While much of what Kini is doing is on the fly to meet the challenges of the time, he does credit some important moves he made during his two decades in business with helping to position his company for a recovery. Back in 2014, Kini decided to transition his fleet into Mercedes-Benz vehicles to distinguish himself from the steep competition in his area.
“Boston is such a crowded market with really great, well-respected companies so I had to differentiate my business,” he says about the adoption of E-Class and S-Class sedans and Sprinter vans. “One of the silver linings was I started seeing much fewer price-sensitive clients: My revenue per ticket started going up and I increased my repeat clients, so there were tangibles that proved to me that it was a smart decision. I also formed a really solid relationship with Mercedes-Benz corporate and [Manager of Fleet Operations] Larry Henderson. I know that Mercedes has been making an effort to be more involved in our industry, so I think it’s a great story for them. Plus, those vehicles retain their resale value, which was beneficial when I had to start downsizing my fleet.”
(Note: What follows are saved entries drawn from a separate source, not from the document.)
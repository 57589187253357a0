use std::{
    collections::{BTreeMap, BTreeSet},
    sync::Mutex,
};

use async_trait::async_trait;
use kube::core::ErrorResponse;
use serde_json::Value;

use crate::helpers::RequireMetadata;

use super::{ClusterClient, ClusterError, NamespacedResource};

type ObjectKey = (String, String, String);

/// Cluster stand-in keeping objects as JSON, keyed by kind, namespace and name.
#[derive(Default)]
pub struct MemoryClusterClient {
    objects: Mutex<BTreeMap<ObjectKey, Value>>,
    failing_gets: Mutex<BTreeSet<ObjectKey>>,
    failing_upserts: Mutex<BTreeSet<ObjectKey>>,
    upserts: Mutex<Vec<ObjectKey>>,
}

fn key_of<K: NamespacedResource>(name: &str, namespace: &str) -> ObjectKey {
    (
        K::kind(&()).into_owned(),
        namespace.to_owned(),
        name.to_owned(),
    )
}

fn forbidden(name: &str) -> ClusterError {
    ClusterError::KubeApi(kube::Error::Api(ErrorResponse {
        status: "Failure".to_owned(),
        message: format!("access to '{name}' is forbidden"),
        reason: "Forbidden".to_owned(),
        code: 403,
    }))
}

impl MemoryClusterClient {
    pub fn with<K: NamespacedResource>(self, resource: K) -> Self {
        self.insert(&resource);

        self
    }

    pub fn insert<K: NamespacedResource>(&self, resource: &K) {
        let name = resource.require_name_or(()).expect("test object needs a name");
        let namespace = resource
            .require_namespace_or(())
            .expect("test object needs a namespace");
        let value = serde_json::to_value(resource).expect("test object must serialize");

        self.objects
            .lock()
            .unwrap()
            .insert(key_of::<K>(name, namespace), value);
    }

    pub fn fail_get<K: NamespacedResource>(self, name: &str, namespace: &str) -> Self {
        self.failing_gets
            .lock()
            .unwrap()
            .insert(key_of::<K>(name, namespace));

        self
    }

    pub fn fail_upsert<K: NamespacedResource>(self, name: &str, namespace: &str) -> Self {
        self.failing_upserts
            .lock()
            .unwrap()
            .insert(key_of::<K>(name, namespace));

        self
    }

    pub fn stored<K: NamespacedResource>(&self, name: &str, namespace: &str) -> Option<K> {
        self.objects
            .lock()
            .unwrap()
            .get(&key_of::<K>(name, namespace))
            .map(|value| serde_json::from_value(value.clone()).expect("stored object must parse"))
    }

    pub fn upsert_count(&self) -> usize {
        self.upserts.lock().unwrap().len()
    }
}

#[async_trait]
impl ClusterClient for MemoryClusterClient {
    async fn get<K: NamespacedResource>(
        &self,
        name: &str,
        namespace: &str,
    ) -> Result<Option<K>, ClusterError> {
        let key = key_of::<K>(name, namespace);

        if self.failing_gets.lock().unwrap().contains(&key) {
            return Err(forbidden(name));
        }

        let value = self.objects.lock().unwrap().get(&key).cloned();

        value
            .map(serde_json::from_value)
            .transpose()
            .map_err(ClusterError::Serialization)
    }

    async fn upsert<K: NamespacedResource>(&self, resource: &K) -> Result<(), ClusterError> {
        let name = resource.require_name_or(ClusterError::MissingMetadata)?;
        let namespace = resource.require_namespace_or(ClusterError::MissingMetadata)?;
        let key = key_of::<K>(name, namespace);

        if self.failing_upserts.lock().unwrap().contains(&key) {
            return Err(forbidden(name));
        }

        let value = serde_json::to_value(resource).map_err(ClusterError::Serialization)?;

        self.objects.lock().unwrap().insert(key.clone(), value);
        self.upserts.lock().unwrap().push(key);

        Ok(())
    }
}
He currently runs about 10 vehicles, reduced from 18, which include Mercedes, Lincoln, and Cadillac SUVs; Sprinters; and a Grech minibus.
Retaining those higher-end client accounts has been a significant part of his business of late. Many people are concerned about using other forms of transportation, including Uber, and appreciate the extra attention to providing a clean and safe vehicle. In fact, Kini reports that August was the first profitable month since the March lockdown.
“It’s been a blessing because working with the Everett Grace Food Pantry has been like chicken soup for my soul ...”
“We have a couple of high-net-worth clients, including one who has been using us almost daily as a direct result of the pandemic. He has some very special needs and provided detailed instructions on safety that we follow to the letter. He’s an adventurer, so he’ll take one of our vehicles out for three to four days at a time. We’ve also seen a consistent uptick in retail clients, whether it’s date nights, anniversaries, or small wedding ceremonies. Corporate work has been slow; Boston is now a ghost town. We did some retail work before COVID, but it was part of my plan for 2020 to pivot into more retail.”
His detailed protection measures—which include the usual required masks and thorough cleaning protocols as well as the use of electrostatic cleaning machines similar to those used by airlines and hotels and “cleaned and sanitized” stickers placed in vehicle door jams broken only by clients—has also yielded some inquiries from first-time clients. He’s been devoting a lot of energy to marketing on social media channels and through email promotions, although he aims to balance promotion and useful information when communicating with clients.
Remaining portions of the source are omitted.